Direktur Utama Pupuk Kaltim Budi Wahju Soesilo membeberkan, acara sekolah yang tersebut dilaksanakan perusahaan mulai dari beasiswa maupun kesempatan belajar di dalam lingkungan perusahaan hingga acara vokasi untuk menyokong kapasitas generasi yang andal lalu berdaya saing. Khusus inisiatif vokasi sudah dimulai Pupuk Kaltim sejak 2022, sebagai wujud sinergi sama-sama BPSDMI Kementerian Pertambangan (Kemenperin), guna mempersiapkan SDM yang tersebut andal dan juga terampil sesuai keperluan industri.
Program ini bekerja sebanding dengan Politeknik ATI Makassar, melalui beasiswa setara Diploma 1 untuk pengembangan kompetensi generasi muda di area kawasan timur Indonesia. Hal ini ditujukan agar generasi muda memiliki keterampilan juga kompetensi untuk bersaing di area lingkungan ekonomi kerja, yang disertai puluhan partisipan dari berbagai area seperti Kaltim, Papua, Papua Barat, Ternate, serta Nusa Tenggara Timur (NTT).
“Periode pertama ada 49 partisipan kegiatan beasiswa lembaga pendidikan vokasi industri, yang difasilitasi Pupuk Kaltim pada kegiatan studi Teknik Kelistrikan kemudian Teknik Pengelasan. Seluruhnya ditempa serta disiapkan menjadi generasi yang mana andal kemudian produktif pada bidangnya,” ucap Soesilo diambil dari keterangan tertulis, Awal Minggu (14/10/2024).
Soesilo menjelaskan lembaga pendidikan vokasi juga upaya Pupuk Kaltim memperkuat perubahan struktural bidang usaha perusahaan di menghadapi era Volatility, Uncertainty, Complexity dan juga Ambiguity (VUCA), yang tersebut diimplementasikan melalui pengembangan kapasitas penduduk agar siap masuk dunia kerja. Rencana ini dilaksanakan dengan komposisi materi link and match, terdiri dari bekal teori hingga praktik dunia lapangan usaha dalam Pupuk Kaltim.

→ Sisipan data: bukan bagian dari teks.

use std::cell::OnceCell;

use image::imageops::{self, FilterType};
use image::{Rgb, RgbImage};

use crate::annotations::filter::filter;
use crate::annotations::model::{AnnotationSet, Subject};
use crate::config::SummaryConfig;
use crate::foundation::core::Size;
use crate::foundation::error::VidsumResult;
use crate::layout::grid::{GridGeometry, plan};
use crate::media::grabber::{FrameGrabber, SampledFrame};
use crate::media::sampler::{SamplePolicy, even_ratios, sample};
use crate::overlay::caption::CaptionFont;
use crate::overlay::compositor::composite;
use crate::render::output::{AnimationFrame, RenderedImage};

/// What a request produces.
#[derive(Clone, Copy, Debug, Default, PartialEq, Eq, serde::Serialize, serde::Deserialize)]
#[serde(rename_all = "snake_case")]
pub enum RenderMode {
    /// One mosaic with a frame per subject.
    #[default]
    StillGrid,
    /// One animation per subject.
    Animations,
    /// One mosaic per animation frame, every subject sampled at the same relative position.
    AnimatedGrid,
}

impl RenderMode {
    pub fn is_animated(self) -> bool {
        !matches!(self, Self::StillGrid)
    }
}

/// Progress of one assembly.
///
/// `Init -> Filtered -> EmptyResult` when nothing survives filtering (or every subject fails),
/// else `Init -> Filtered -> Planned -> Sampling -> Composed -> Done`.
#[derive(Clone, Copy, Debug, PartialEq, Eq)]
pub enum AssemblyState {
    Init,
    Filtered,
    EmptyResult,
    Planned,
    Sampling,
    Composed,
    Done,
}

/// Identifies a rendered output for naming.
#[derive(Clone, Debug, PartialEq, Eq)]
pub enum OutputLabel {
    Grid {
        subject_count: usize,
        animated: bool,
    },
    Shot {
        index: usize,
    },
    Object {
        index: usize,
        label: String,
        confidence_pct: u32,
        frame_count: usize,
    },
}

#[derive(Clone, Debug, PartialEq)]
pub struct RenderedOutput {
    pub label: OutputLabel,
    pub image: RenderedImage,
}

#[derive(Clone, Debug, PartialEq)]
pub enum Assembly {
    /// Nothing renderable: no subject survived filtering or every subject failed to sample.
    Empty,
    Rendered(Vec<RenderedOutput>),
}

impl Assembly {
    pub fn is_empty(&self) -> bool {
        matches!(self, Self::Empty)
    }

    pub fn outputs(&self) -> &[RenderedOutput] {
        match self {
            Self::Empty => &[],
            Self::Rendered(outputs) => outputs,
        }
    }
}

/// Drives filter, plan, sample and composite for one request.
pub struct SummaryAssembler<'c> {
    config: &'c SummaryConfig,
    font: OnceCell<Option<CaptionFont>>,
    state: AssemblyState,
}

impl<'c> SummaryAssembler<'c> {
    /// The caption font is resolved from `config.overlay` on first use.
    pub fn new(config: &'c SummaryConfig) -> Self {
        Self {
            config,
            font: OnceCell::new(),
            state: AssemblyState::Init,
        }
    }

    /// Use `font` for captions instead of resolving one; `None` disables captions.
    pub fn with_font(config: &'c SummaryConfig, font: Option<CaptionFont>) -> Self {
        Self {
            config,
            font: OnceCell::from(font),
            state: AssemblyState::Init,
        }
    }

    pub fn state(&self) -> AssemblyState {
        self.state
    }

    pub fn config(&self) -> &'c SummaryConfig {
        self.config
    }

    /// Filter raw annotations with the configured policy.
    pub fn filter(&mut self, annotations: &AnnotationSet) -> Vec<Subject> {
        let subjects = filter(&annotations.subjects, &self.config.filter);
        tracing::info!(
            raw = annotations.len(),
            kept = subjects.len(),
            "filtered annotations"
        );
        self.state = if subjects.is_empty() {
            AssemblyState::EmptyResult
        } else {
            AssemblyState::Filtered
        };
        subjects
    }

    /// Filter then render in one step.
    pub fn assemble<G: FrameGrabber + ?Sized>(
        &mut self,
        annotations: &AnnotationSet,
        grabber: &mut G,
        mode: RenderMode,
    ) -> VidsumResult<Assembly> {
        let subjects = self.filter(annotations);
        if subjects.is_empty() {
            return Ok(Assembly::Empty);
        }
        self.render(&subjects, grabber, mode)
    }

    /// Render already-filtered `subjects`.
    ///
    /// Subjects whose frames cannot be read are skipped; any other error aborts the request.
    pub fn render<G: FrameGrabber + ?Sized>(
        &mut self,
        subjects: &[Subject],
        grabber: &mut G,
        mode: RenderMode,
    ) -> VidsumResult<Assembly> {
        if subjects.is_empty() {
            self.state = AssemblyState::EmptyResult;
            return Ok(Assembly::Empty);
        }
        tracing::info!(subjects = subjects.len(), ?mode, "rendering summary");
        let outputs = match mode {
            RenderMode::StillGrid => self.still_grid(subjects, grabber)?,
            RenderMode::Animations => self.animations(subjects, grabber)?,
            RenderMode::AnimatedGrid => self.animated_grid(subjects, grabber)?,
        };
        if outputs.is_empty() {
            tracing::warn!("every subject failed to sample");
            self.state = AssemblyState::EmptyResult;
            return Ok(Assembly::Empty);
        }
        self.state = AssemblyState::Done;
        Ok(Assembly::Rendered(outputs))
    }

    fn caption_font(&self) -> Option<&CaptionFont> {
        if !self.config.overlay.caption {
            return None;
        }
        self.font
            .get_or_init(|| CaptionFont::discover(self.config.overlay.font_path.as_deref()))
            .as_ref()
    }

    fn plan_cells<G: FrameGrabber + ?Sized>(
        &mut self,
        cell_count: usize,
        grabber: &G,
    ) -> VidsumResult<GridGeometry> {
        let geometry = plan(cell_count, grabber.frame_size(), self.config.max_canvas_w)?;
        tracing::debug!(
            columns = geometry.columns,
            rows = geometry.rows,
            cell_w = geometry.cell_size.w,
            cell_h = geometry.cell_size.h,
            scale = geometry.scale,
            "planned layout"
        );
        self.state = AssemblyState::Planned;
        Ok(geometry)
    }

    fn still_grid<G: FrameGrabber + ?Sized>(
        &mut self,
        subjects: &[Subject],
        grabber: &mut G,
    ) -> VidsumResult<Vec<RenderedOutput>> {
        let geometry = self.plan_cells(subjects.len(), grabber)?;
        let mut canvas = self.blank_canvas(geometry.canvas_size);
        self.state = AssemblyState::Sampling;

        let mut filled = 0usize;
        for (index, subject) in subjects.iter().enumerate() {
            let policy = match subject {
                Subject::Shot(_) => SamplePolicy::InterpolatedFrame(self.config.still_shot_ratio),
                Subject::Object(_) => SamplePolicy::SingleFrame,
            };
            let Some(frame) = sample_subject(index, subject, policy, grabber)?
                .and_then(|frames| frames.into_iter().next())
            else {
                continue;
            };
            let cell = self.compose(frame, subject, geometry.cell_size)?;
            let (x, y) = geometry.cell_origin(filled);
            imageops::replace(&mut canvas, &cell, i64::from(x), i64::from(y));
            filled += 1;
        }
        self.state = AssemblyState::Composed;

        if filled == 0 {
            return Ok(Vec::new());
        }
        Ok(vec![RenderedOutput {
            label: OutputLabel::Grid {
                subject_count: filled,
                animated: false,
            },
            image: RenderedImage::Still(canvas),
        }])
    }

    fn animations<G: FrameGrabber + ?Sized>(
        &mut self,
        subjects: &[Subject],
        grabber: &mut G,
    ) -> VidsumResult<Vec<RenderedOutput>> {
        // A single cell bounds the animation frame size.
        let geometry = self.plan_cells(1, grabber)?;
        self.state = AssemblyState::Sampling;

        let mut outputs = Vec::new();
        for (index, subject) in subjects.iter().enumerate() {
            let policy = match subject {
                Subject::Shot(_) => SamplePolicy::AllFrames(self.config.animation_frames),
                Subject::Object(_) => SamplePolicy::AllFrames(self.config.max_object_frames),
            };
            let Some(samples) = sample_subject(index, subject, policy, grabber)? else {
                continue;
            };
            let mut frames = Vec::with_capacity(samples.len());
            for (i, sampled) in samples.into_iter().enumerate() {
                frames.push(AnimationFrame {
                    image: self.compose(sampled, subject, geometry.cell_size)?,
                    duration_ms: self.frame_duration_ms(i),
                });
            }
            if frames.is_empty() {
                continue;
            }
            outputs.push(RenderedOutput {
                label: subject_label(index, subject),
                image: RenderedImage::animation(frames)?,
            });
        }
        self.state = AssemblyState::Composed;
        Ok(outputs)
    }

    fn animated_grid<G: FrameGrabber + ?Sized>(
        &mut self,
        subjects: &[Subject],
        grabber: &mut G,
    ) -> VidsumResult<Vec<RenderedOutput>> {
        let geometry = self.plan_cells(subjects.len(), grabber)?;
        self.state = AssemblyState::Sampling;

        let mut frames = Vec::with_capacity(self.config.animation_frames);
        let mut any_filled = false;
        for (i, ratio) in even_ratios(self.config.animation_frames).enumerate() {
            let mut canvas = self.blank_canvas(geometry.canvas_size);
            for (index, subject) in subjects.iter().enumerate() {
                let policy = SamplePolicy::InterpolatedFrame(ratio);
                let Some(frame) = sample_subject(index, subject, policy, grabber)?
                    .and_then(|frames| frames.into_iter().next())
                else {
                    continue;
                };
                let cell = self.compose(frame, subject, geometry.cell_size)?;
                let (x, y) = geometry.cell_origin(index);
                imageops::replace(&mut canvas, &cell, i64::from(x), i64::from(y));
                any_filled = true;
            }
            frames.push(AnimationFrame {
                image: canvas,
                duration_ms: self.frame_duration_ms(i),
            });
        }
        self.state = AssemblyState::Composed;

        if !any_filled {
            return Ok(Vec::new());
        }
        Ok(vec![RenderedOutput {
            label: OutputLabel::Grid {
                subject_count: subjects.len(),
                animated: true,
            },
            image: RenderedImage::animation(frames)?,
        }])
    }

    fn compose(
        &self,
        mut frame: SampledFrame,
        subject: &Subject,
        cell_size: Size,
    ) -> VidsumResult<RgbImage> {
        frame.image = fit_to_cell(frame.image, cell_size);
        let frame_size = frame.size();
        let image = composite(frame, subject, &self.config.overlay, self.caption_font())?;
        if image.dimensions() == (frame_size.w, frame_size.h) {
            return Ok(image);
        }
        // Cropped: scale back into the frame's footprint so every frame of a subject matches.
        let mut canvas = self.blank_canvas(frame_size);
        let scaled = scale_into(&image, frame_size);
        let x = (frame_size.w - scaled.width()) / 2;
        let y = (frame_size.h - scaled.height()) / 2;
        imageops::replace(&mut canvas, &scaled, i64::from(x), i64::from(y));
        Ok(canvas)
    }

    fn blank_canvas(&self, size: Size) -> RgbImage {
        RgbImage::from_pixel(size.w, size.h, Rgb(self.config.background_rgb))
    }

    fn frame_duration_ms(&self, frame_index: usize) -> u32 {
        match (frame_index, self.config.first_frame_duration_ms) {
            (0, Some(hold_ms)) => hold_ms,
            _ => self.config.frame_duration_ms,
        }
    }
}

/// Sample one subject, turning subject-level failures into a logged skip.
fn sample_subject<G: FrameGrabber + ?Sized>(
    index: usize,
    subject: &Subject,
    policy: SamplePolicy,
    grabber: &mut G,
) -> VidsumResult<Option<Vec<SampledFrame>>> {
    match sample(subject, policy, grabber) {
        Ok(frames) if frames.is_empty() => Ok(None),
        Ok(frames) => Ok(Some(frames)),
        Err(err) if err.is_subject_level() => {
            tracing::warn!(index, %err, "skipping subject");
            Ok(None)
        }
        Err(err) => Err(err),
    }
}

/// Downscale `image` to fit `cell`, keeping its aspect ratio. Never upscales.
fn fit_to_cell(image: RgbImage, cell: Size) -> RgbImage {
    let size = Size::new(image.width(), image.height());
    let target = size.fit_within(cell);
    if target == size {
        return image;
    }
    imageops::resize(&image, target.w, target.h, FilterType::Triangle)
}

/// Resize `image` up or down to the largest aspect-preserving size within `bounds`.
fn scale_into(image: &RgbImage, bounds: Size) -> RgbImage {
    let (w, h) = (f64::from(image.width()), f64::from(image.height()));
    let scale = (f64::from(bounds.w) / w).min(f64::from(bounds.h) / h);
    let target_w = ((w * scale).round() as u32).clamp(1, bounds.w);
    let target_h = ((h * scale).round() as u32).clamp(1, bounds.h);
    imageops::resize(image, target_w, target_h, FilterType::Triangle)
}

fn subject_label(index: usize, subject: &Subject) -> OutputLabel {
    match subject {
        Subject::Shot(_) => OutputLabel::Shot { index },
        Subject::Object(obj) => OutputLabel::Object {
            index,
            label: obj.label.clone(),
            confidence_pct: obj.confidence_percent(),
            frame_count: obj.frame_count(),
        },
    }
}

Melalui acara ini, putra putri di area kawasan timur Indonesia dapat memiliki kesempatan lebih besar luas untuk terjun secara langsung meningkatkan kapasitas sesuai keperluan industri, sehingga kedepan mampu meningkatkan daya saing dengan bekal yang tersebut didapat selama pendidikan.
Para kontestan pun memperoleh ijazah setara Diploma 1 dan juga sertifikat profesi dari BNSP, setelahnya dinyatakan kompeten berdasarkan hasil uji kompetensi jelang kelulusan.
“Selain itu para partisipan juga mendapatkan Sertifikat Praktik Kerja Industri (Prakerin) dari Pupuk Kaltim, sebagai bentuk pengakuan telah terjadi mengikuti institusi belajar selama waktu yang mana ditentukan,” lanjut dia.
Melihat efektivitas program, Pupuk Kaltim pun kembali membuka beasiswa lembaga pendidikan vokasi bidang di dalam 2023, untuk jenjang setara Diploma 1 serta Diploma 3 dengan total 60 peserta. Untuk Diploma 1, Pupuk Kaltim kembali bekerjasama dengan Politeknik ATI Makassar pada inisiatif studi Teknik Pengelasan.